BEGIN

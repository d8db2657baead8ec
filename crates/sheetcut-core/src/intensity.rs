//! IntensityGrid - 8-bit luminance projection
//!
//! A transient single-channel view of a raster, produced by
//! [`Raster::to_intensity`](crate::Raster::to_intensity). Provides the
//! per-line averages that drive blank-span detection.

use crate::error::{Error, Result};
use crate::span::ScanAxis;

/// Grid of 8-bit luminance values, row-major.
#[derive(Debug, Clone, PartialEq, Eq)]
pub struct IntensityGrid {
    width: u32,
    height: u32,
    data: Vec<u8>,
}

impl IntensityGrid {
    /// Assemble a grid from raw values.
    ///
    /// # Errors
    ///
    /// Returns [`Error::InvalidDimension`] if either dimension is zero and
    /// [`Error::InvalidParameter`] if `data.len() != width * height`.
    pub fn from_parts(width: u32, height: u32, data: Vec<u8>) -> Result<Self> {
        if width == 0 || height == 0 {
            return Err(Error::InvalidDimension { width, height });
        }
        if data.len() != width as usize * height as usize {
            return Err(Error::InvalidParameter(format!(
                "intensity buffer of {} values does not match {}x{}",
                data.len(),
                width,
                height
            )));
        }
        Ok(Self::from_raw(width, height, data))
    }

    /// Caller guarantees `data.len() == width * height` with both non-zero.
    pub(crate) fn from_raw(width: u32, height: u32, data: Vec<u8>) -> Self {
        Self {
            width,
            height,
            data,
        }
    }

    /// Grid width
    #[inline]
    pub fn width(&self) -> u32 {
        self.width
    }

    /// Grid height
    #[inline]
    pub fn height(&self) -> u32 {
        self.height
    }

    /// Raw values, row-major
    #[inline]
    pub fn data(&self) -> &[u8] {
        &self.data
    }

    /// Value at (x, y), or `None` when out of bounds
    pub fn get(&self, x: u32, y: u32) -> Option<u8> {
        if x >= self.width || y >= self.height {
            return None;
        }
        Some(self.data[y as usize * self.width as usize + x as usize])
    }

    /// Number of lines along `axis` (rows for [`ScanAxis::Rows`]).
    #[inline]
    pub fn line_count(&self, axis: ScanAxis) -> u32 {
        match axis {
            ScanAxis::Rows => self.height,
            ScanAxis::Columns => self.width,
        }
    }

    /// Mean intensity of row `y`, or `None` when out of range.
    pub fn row_mean(&self, y: u32) -> Option<f64> {
        if y >= self.height {
            return None;
        }
        let w = self.width as usize;
        let start = y as usize * w;
        let sum: u64 = self.data[start..start + w].iter().map(|&v| v as u64).sum();
        Some(sum as f64 / w as f64)
    }

    /// Mean intensity of column `x`, or `None` when out of range.
    pub fn column_mean(&self, x: u32) -> Option<f64> {
        if x >= self.width {
            return None;
        }
        let sum: u64 = self
            .data
            .iter()
            .skip(x as usize)
            .step_by(self.width as usize)
            .map(|&v| v as u64)
            .sum();
        Some(sum as f64 / self.height as f64)
    }

    /// Mean intensity of line `i` along `axis`.
    pub fn line_mean(&self, axis: ScanAxis, i: u32) -> Option<f64> {
        match axis {
            ScanAxis::Rows => self.row_mean(i),
            ScanAxis::Columns => self.column_mean(i),
        }
    }

    /// Mean intensity of every line along `axis`, computed in one pass.
    pub fn line_means(&self, axis: ScanAxis) -> Vec<f64> {
        let w = self.width as usize;
        match axis {
            ScanAxis::Rows => self
                .data
                .chunks_exact(w)
                .map(|row| row.iter().map(|&v| v as u64).sum::<u64>() as f64 / w as f64)
                .collect(),
            ScanAxis::Columns => {
                let mut sums = vec![0u64; w];
                for row in self.data.chunks_exact(w) {
                    for (s, &v) in sums.iter_mut().zip(row) {
                        *s += v as u64;
                    }
                }
                sums.into_iter()
                    .map(|s| s as f64 / self.height as f64)
                    .collect()
            }
        }
    }
}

END

• _What this task involves_
Exact copies of every record are required.

• _Expected output_
repository d8db2657baead8ec
filename crates/sheetcut-core/src/intensity.rs
//! IntensityGrid - 8-bit luminance projection
//!
//! A transient single-channel view of a raster, produced by
//! [`Raster::to_intensity`](crate::Raster::to_intensity). Provides the
//! per-line averages that drive blank-span detection.

use crate::error::{Error, Result};
use crate::span::ScanAxis;

/// Grid of 8-bit luminance values, row-major.
#[derive(Debug, Clone, PartialEq, Eq)]
pub struct IntensityGrid {
    width: u32,
    height: u32,
    data: Vec<u8>,
}

impl IntensityGrid {
    /// Assemble a grid from raw values.
    ///
    /// # Errors
    ///
    /// Returns [`Error::InvalidDimension`] if either dimension is zero and
    /// [`Error::InvalidParameter`] if `data.len() != width * height`.
    pub fn from_parts(width: u32, height: u32, data: Vec<u8>) -> Result<Self> {
        if width == 0 || height == 0 {
            return Err(Error::InvalidDimension { width, height });
        }
        if data.len() != width as usize * height as usize {
            return Err(Error::InvalidParameter(format!(
                "intensity buffer of {} values does not match {}x{}",
                data.len(),
                width,
                height
            )));
        }
        Ok(Self::from_raw(width, height, data))
    }

    /// Caller guarantees `data.len() == width * height` with both non-zero.
    pub(crate) fn from_raw(width: u32, height: u32, data: Vec<u8>) -> Self {
        Self {
            width,
            height,
            data,
        }
    }

    /// Grid width
    #[inline]
    pub fn width(&self) -> u32 {
        self.width
    }

    /// Grid height
    #[inline]
    pub fn height(&self) -> u32 {
        self.height
    }

    /// Raw values, row-major
    #[inline]
    pub fn data(&self) -> &[u8] {
        &self.data
    }

    /// Value at (x, y), or `None` when out of bounds
    pub fn get(&self, x: u32, y: u32) -> Option<u8> {
        if x >= self.width || y >= self.height {
            return None;
        }
        Some(self.data[y as usize * self.width as usize + x as usize])
    }

    /// Number of lines along `axis` (rows for [`ScanAxis::Rows`]).
    #[inline]
    pub fn line_count(&self, axis: ScanAxis) -> u32 {
        match axis {
            ScanAxis::Rows => self.height,
            ScanAxis::Columns => self.width,
        }
    }

    /// Mean intensity of row `y`, or `None` when out of range.
    pub fn row_mean(&self, y: u32) -> Option<f64> {
        if y >= self.height {
            return None;
        }
        let w = self.width as usize;
        let start = y as usize * w;
        let sum: u64 = self.data[start..start + w].iter().map(|&v| v as u64).sum();
        Some(sum as f64 / w as f64)
    }

    /// Mean intensity of column `x`, or `None` when out of range.
    pub fn column_mean(&self, x: u32) -> Option<f64> {
        if x >= self.width {
            return None;
        }
        let sum: u64 = self
            .data
            .iter()
            .skip(x as usize)
            .step_by(self.width as usize)
            .map(|&v| v as u64)
            .sum();
        Some(sum as f64 / self.height as f64)
    }

    /// Mean intensity of line `i` along `axis`.
    pub fn line_mean(&self, axis: ScanAxis, i: u32) -> Option<f64> {
        match axis {
            ScanAxis::Rows => self.row_mean(i),
            ScanAxis::Columns => self.column_mean(i),
        }
    }

    /// Mean intensity of every line along `axis`, computed in one pass.
    pub fn line_means(&self, axis: ScanAxis) -> Vec<f64> {
        let w = self.width as usize;
        match axis {
            ScanAxis::Rows => self
                .data
                .chunks_exact(w)
                .map(|row| row.iter().map(|&v| v as u64).sum::<u64>() as f64 / w as f64)
                .collect(),
            ScanAxis::Columns => {
                let mut sums = vec![0u64; w];
                for row in self.data.chunks_exact(w) {
                    for (s, &v) in sums.iter_mut().zip(row) {
                        *s += v as u64;
                    }
                }
                sums.into_iter()
                    .map(|s| s as f64 / self.height as f64)
                    .collect()
            }
        }
    }
}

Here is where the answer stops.